Unabated to the QB, Week 2: From Beast to Least

“A man is always a prey to his truths.”

–Albert Camus

NFC BEAST. That’s what we called it. The Redskins and Cowboys, Giants and Eagles. The SEC of the NFL. It wasn’t always the best division, but it was always in the conversation.

Year after year, all talk about teams from the NFC East had to be framed with the qualifier, “but in that division.” Sure, the Redskins are better, but in that division…. The Cowboys might be the best team in the NFC, but can they grab the top seed in that division? Every team in that division is just going to beat up on each other. It was, in short, the football equivalent of “in this economy.”

But this year? Through two weeks, the NFC East is looking more Least than Beast. The Eagles, Giants, and Redskins are 1-1; the Cowboys are 0-2. Their three combined wins are over the Lions, Panthers, and, well, the Cowboys. They have lost to the Texans and Bears and Packers at home and been embarrassed by the Colts on the road.

Now, I’m not saying it’s the worst division in football — the NFC West’s crown is secure; it’s just that the NFC East is not even close to being football’s best. The AFC East, North, and South are all better, the last of them proving it in non-conference matchups. The NFC North is better (two head-to-head wins already) and the South might be.

The Cowboys aren’t as good as the ignorant mainstream media expected, what with offensive coordinator Jason Garrett looking just as shaky as his offensive line and the secondary problems from last season re-emerging. The Eagles have made a strange, win-now decision to start Michael Vick over Kevin Kolb, negating everything they did in the past off-season. The Giants aren’t as good as some extrapolated from a not-that-impressive win over the not-at-all-impressive Panthers. And the Redskins are a holding call away from blowing two home games to start the season.

The four teams will continue to beat up on each other this year, but it won’t be because they’re all good.

I found the idea (perpetuated by the MSM) that the Giants would run all over Indianapolis flawed from the start. The Giants didn’t run the ball very well against Carolina; in fact, they didn’t run the ball at all in the first half against the Panthers. Over the last season-plus, Big Blue has changed from a team that runs the ball to one that throws the ball. The shift was caused by a number of things, ranging from Eli Manning’s progress to Brandon Jacobs’ regress and including Kevin Gilbride’s frequently curious play-calling. So to see the Giants come out throwing against the Colts wasn’t surprising at all; it’s what they do.
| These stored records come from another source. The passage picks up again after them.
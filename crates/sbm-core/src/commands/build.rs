//! Build command implementation.
//!
//! Resolves the manifest, runs the build tool and deploys the selected
//! targets. All inputs are folded into a [`BuildInvocation`] up front; nothing
//! downstream reads flags, config or the environment again.

use std::path::{Path, PathBuf};

use serde::Serialize;
use tracing::{debug, info};

use crate::build::{BuildExecutor, BuildOutcome, BuildTool, OutputLine};
use crate::config::{BuildDefaults, expand_tilde};
use crate::context::SbmContext;
use crate::deploy::{ArtifactDeployer, DeployReport, DestinationOverrides, SelectionPolicy};
use crate::manifest;
use crate::types::BuildMode;

/// Flags as given by a frontend.
#[derive(Debug, Clone, Default)]
pub struct BuildOptions {
    pub project: Option<PathBuf>,
    pub mode: Option<BuildMode>,
    pub destination: Option<PathBuf>,
    pub targets: Vec<String>,
    pub skip_targets: Vec<String>,
    pub cli_only: bool,
    pub keep_apps: bool,
    pub map: Vec<String>,
    /// Build without deploying
    pub local: bool,
}

impl BuildOptions {
    pub fn new() -> Self {
        Self::default()
    }

    pub fn with_project(mut self, project: impl Into<PathBuf>) -> Self {
        self.project = Some(project.into());
        self
    }

    pub fn with_mode(mut self, mode: BuildMode) -> Self {
        self.mode = Some(mode);
        self
    }

    pub fn with_destination(mut self, destination: impl Into<PathBuf>) -> Self {
        self.destination = Some(destination.into());
        self
    }

    pub fn with_targets(mut self, targets: &[String]) -> Self {
        self.targets.extend(crate::deploy::split_list(targets));
        self
    }

    pub fn with_skip_targets(mut self, targets: &[String]) -> Self {
        self.skip_targets.extend(crate::deploy::split_list(targets));
        self
    }

    pub fn with_cli_only(mut self, cli_only: bool) -> Self {
        self.cli_only = cli_only;
        self
    }

    pub fn with_keep_apps(mut self, keep_apps: bool) -> Self {
        self.keep_apps = keep_apps;
        self
    }

    pub fn with_map(mut self, entries: &[String]) -> Self {
        self.map.extend(entries.iter().cloned());
        self
    }

    pub fn with_local(mut self, local: bool) -> Self {
        self.local = local;
        self
    }

    /// Any build flag was given, `--project` included.
    pub fn has_build_flags(&self) -> bool {
        self.project.is_some()
            || self.mode.is_some()
            || self.destination.is_some()
            || !self.targets.is_empty()
            || !self.skip_targets.is_empty()
            || self.cli_only
            || self.keep_apps
            || !self.map.is_empty()
            || self.local
    }
}

/// Fully resolved description of one build-and-deploy run.
#[derive(Debug, Clone)]
pub struct BuildInvocation {
    pub project_root: PathBuf,
    pub mode: BuildMode,
    pub destination_root: PathBuf,
    pub policy: SelectionPolicy,
    pub overrides: DestinationOverrides,
    pub deploy: bool,
    pub tool: BuildTool,
}

impl BuildInvocation {
    pub fn new(project_root: impl Into<PathBuf>, destination_root: impl Into<PathBuf>) -> Self {
        Self {
            project_root: project_root.into(),
            mode: BuildMode::default(),
            destination_root: destination_root.into(),
            policy: SelectionPolicy::default(),
            overrides: DestinationOverrides::default(),
            deploy: true,
            tool: BuildTool::default(),
        }
    }

    pub fn with_mode(mut self, mode: BuildMode) -> Self {
        self.mode = mode;
        self
    }

    pub fn with_policy(mut self, policy: SelectionPolicy) -> Self {
        self.policy = policy;
        self
    }

    pub fn with_overrides(mut self, overrides: DestinationOverrides) -> Self {
        self.overrides = overrides;
        self
    }

    pub fn with_deploy(mut self, deploy: bool) -> Self {
        self.deploy = deploy;
        self
    }

    pub fn with_tool(mut self, tool: BuildTool) -> Self {
        self.tool = tool;
        self
    }

    /// Fold flags and configuration into an invocation.
    ///
    /// Project `[build]` defaults apply as a whole, and only when `options`
    /// carries no build flag.
    pub fn resolve(ctx: &SbmContext, options: &BuildOptions) -> anyhow::Result<Self> {
        let project_root = ctx.project_root(options.project.as_deref());
        let config = ctx.load_config(&project_root)?;

        let invocation = match (&config.build, options.has_build_flags()) {
            (Some(defaults), false) => {
                debug!(project = %project_root.display(), "Applying [build] defaults from config");
                from_defaults(ctx, &project_root, defaults, config.destination.clone())
            }
            _ => from_flags(ctx, &project_root, options, config.destination.clone()),
        };

        Ok(invocation.with_tool(config.tool))
    }
}

fn from_flags(
    ctx: &SbmContext,
    project_root: &Path,
    options: &BuildOptions,
    configured_destination: PathBuf,
) -> BuildInvocation {
    let destination = options
        .destination
        .as_deref()
        .map(|d| ctx.absolutize(d))
        .unwrap_or(configured_destination);
    let policy = SelectionPolicy::new()
        .with_include(options.targets.iter().cloned())
        .with_exclude(options.skip_targets.iter().cloned())
        .with_cli_only(options.cli_only)
        .with_keep_apps(options.keep_apps);
    let overrides = DestinationOverrides::parse(&options.map).map_paths(|p| ctx.absolutize(&p));

    BuildInvocation::new(project_root, destination)
        .with_mode(options.mode.unwrap_or_default())
        .with_policy(policy)
        .with_overrides(overrides)
        .with_deploy(!options.local)
}

// Relative paths in the project file are anchored at the project root.
fn from_defaults(
    ctx: &SbmContext,
    project_root: &Path,
    defaults: &BuildDefaults,
    configured_destination: PathBuf,
) -> BuildInvocation {
    let anchor = |raw: &Path| -> PathBuf {
        let expanded = raw
            .to_str()
            .map(|s| expand_tilde(s, ctx.home_dir()))
            .unwrap_or_else(|| raw.to_path_buf());
        if expanded.is_absolute() {
            expanded
        } else {
            project_root.join(expanded)
        }
    };

    let destination = defaults
        .destination
        .as_deref()
        .map(|d| anchor(Path::new(d)))
        .unwrap_or(configured_destination);
    let policy = SelectionPolicy::new()
        .with_include(crate::deploy::split_list(&defaults.targets))
        .with_exclude(crate::deploy::split_list(&defaults.skip_targets))
        .with_cli_only(defaults.cli_only.unwrap_or(false))
        .with_keep_apps(defaults.keep_apps.unwrap_or(false));
    let overrides = DestinationOverrides::parse(&defaults.map).map_paths(|p| anchor(&p));

    BuildInvocation::new(project_root, destination)
        .with_mode(defaults.mode.unwrap_or_default())
        .with_policy(policy)
        .with_overrides(overrides)
        .with_deploy(defaults.deploy.unwrap_or(true))
}

/// Report from a build run
#[derive(Debug, Clone, Serialize)]
pub struct BuildReport {
    pub project_root: PathBuf,
    pub mode: BuildMode,
    pub build: BuildOutcome,
    /// `None` for build-only runs
    pub package_name: Option<String>,
    pub destination_root: Option<PathBuf>,
    pub selected: Vec<String>,
    pub deploy: Option<DeployReport>,
    pub warnings: Vec<String>,
}

impl BuildReport {
    pub fn changed(&self) -> bool {
        self.deploy.as_ref().is_some_and(DeployReport::changed)
    }

    /// Build passed and no target failed to deploy.
    pub fn is_success(&self) -> bool {
        self.deploy.as_ref().is_none_or(DeployReport::is_success)
    }
}

/// Build command orchestrator
#[derive(Debug, Clone)]
pub struct BuildCommand {
    ctx: SbmContext,
}

impl BuildCommand {
    pub fn new(ctx: SbmContext) -> Self {
        Self { ctx }
    }

    pub fn with_defaults() -> anyhow::Result<Self> {
        Ok(Self::new(SbmContext::with_defaults()?))
    }

    pub fn execute(
        &self,
        options: &BuildOptions,
        on_line: &mut dyn FnMut(&OutputLine),
    ) -> anyhow::Result<BuildReport> {
        let invocation = BuildInvocation::resolve(&self.ctx, options)?;
        run_invocation(&invocation, on_line)
    }
}

/// Run a resolved invocation.
///
/// Manifest and build failures return `Err` before the destination is
/// touched. Per-target deploy failures are in the report.
pub fn run_invocation(
    invocation: &BuildInvocation,
    on_line: &mut dyn FnMut(&OutputLine),
) -> anyhow::Result<BuildReport> {
    let root = &invocation.project_root;

    let targets = if invocation.deploy {
        Some(manifest::resolve_targets(root)?)
    } else {
        None
    };

    let executor = BuildExecutor::new(invocation.tool.clone());
    let build = executor.build(root, invocation.mode, on_line)?;

    let mut report = BuildReport {
        project_root: root.clone(),
        mode: invocation.mode,
        build,
        package_name: None,
        destination_root: None,
        selected: Vec::new(),
        deploy: None,
        warnings: Vec::new(),
    };

    let Some(targets) = targets else {
        info!(project = %root.display(), "Build only, skipping deployment");
        return Ok(report);
    };

    let selection = invocation.policy.select(&targets);
    for name in &selection.unknown_includes {
        report
            .warnings
            .push(format!("Target '{name}' is not declared in the manifest"));
    }
    if selection.targets.is_empty() {
        report
            .warnings
            .push("No targets selected for deployment".to_string());
    }

    let package_name = manifest::package_identifier(root);
    let deployer = ArtifactDeployer::new(
        root.clone(),
        invocation.mode,
        invocation.destination_root.clone(),
    )
    .with_overrides(invocation.overrides.clone())
    .with_package_name(package_name.clone());
    let deploy = deployer.deploy(&selection.targets)?;

    report.selected = selection.names().into_iter().map(String::from).collect();
    report.package_name = Some(package_name);
    report.destination_root = Some(invocation.destination_root.clone());
    report.warnings.extend(deploy.warnings.iter().cloned());
    report.deploy = Some(deploy);
    Ok(report)
}

#[cfg(test)]
mod tests {
    use super::*;

    #[test]
    fn project_flag_counts_as_a_build_flag() {
        assert!(!BuildOptions::new().has_build_flags());
        assert!(BuildOptions::new().with_project("/p").has_build_flags());
        assert!(BuildOptions::new().with_local(true).has_build_flags());
        assert!(BuildOptions::new().with_mode(BuildMode::Debug).has_build_flags());
    }

    #[test]
    fn list_flags_are_split() {
        let options = BuildOptions::new().with_targets(&["a,b".to_string(), " c ".to_string()]);
        assert_eq!(options.targets, vec!["a", "b", "c"]);
    }
}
This isn’t to say it would not have been smarter to run the ball, as we learned.

Here’s my biggest problem with the play-calling: I think it was 14-0 Colts when, on the first play of their subsequent drive, Eli Manning went deep for Steve Smith, with the ball being intercepted. Now, the best-case scenario for that play is, obviously, that Smith makes the catch in stride and scores a touchdown. But even if that happens, then you’re running out a defense that has been picked apart by Peyton Manning and is now tired. And that’s the best-case scenario. We’ve said it time and again: To beat the Colts, you have to limit possessions. That’s why you run the ball, that’s why you let them run the ball, that’s why you don’t necessarily want big plays.
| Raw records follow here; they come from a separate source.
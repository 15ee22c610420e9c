//! Clean command: drop the build tool's products for a project.

use std::path::PathBuf;

use serde::Serialize;

use crate::build::{BuildExecutor, BuildOutcome, OutputLine};
use crate::context::SbmContext;

#[derive(Debug, Clone, Default)]
pub struct CleanOptions {
    pub project: Option<PathBuf>,
}

#[derive(Debug, Clone, Serialize)]
pub struct CleanReport {
    pub project_root: PathBuf,
    pub outcome: BuildOutcome,
}

#[derive(Debug, Clone)]
pub struct CleanCommand {
    ctx: SbmContext,
}

impl CleanCommand {
    pub fn new(ctx: SbmContext) -> Self {
        Self { ctx }
    }

    pub fn with_defaults() -> anyhow::Result<Self> {
        Ok(Self::new(SbmContext::with_defaults()?))
    }

    pub fn execute(
        &self,
        options: &CleanOptions,
        on_line: &mut dyn FnMut(&OutputLine),
    ) -> anyhow::Result<CleanReport> {
        let project_root = self.ctx.project_root(options.project.as_deref());
        let config = self.ctx.load_config(&project_root)?;
        let outcome = BuildExecutor::new(config.tool).clean(&project_root, on_line)?;
        Ok(CleanReport {
            project_root,
            outcome,
        })
    }
}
That’s also why I’m still onboard with the ostensibly ludicrous decision to play six DBs all night. Did the Colts run through the Giants all night? Yeah. That’s not the problem. The problems are that New York still couldn’t stop the passing game at all (like, at all) and that its offense didn’t fulfill its half of the equation.

Let’s play a game I call “What quarterback couldn’t win on the Steelers?” I name a quarterback, and I tell you if he can win with the Steelers based on the fact that Charlie Batch just won with them.

Byron Leftwich? A guy who has won with the Steelers? Yes.

Trent Edwards? A guy who went 4-0 one year? Yes.

Sam Bradford? No. 1 pick? Yes.

Former New York Giant and Duke Blue Devil Dave Brown? A man who went 9-7 and holds several Duke quarterbacking records? Yes.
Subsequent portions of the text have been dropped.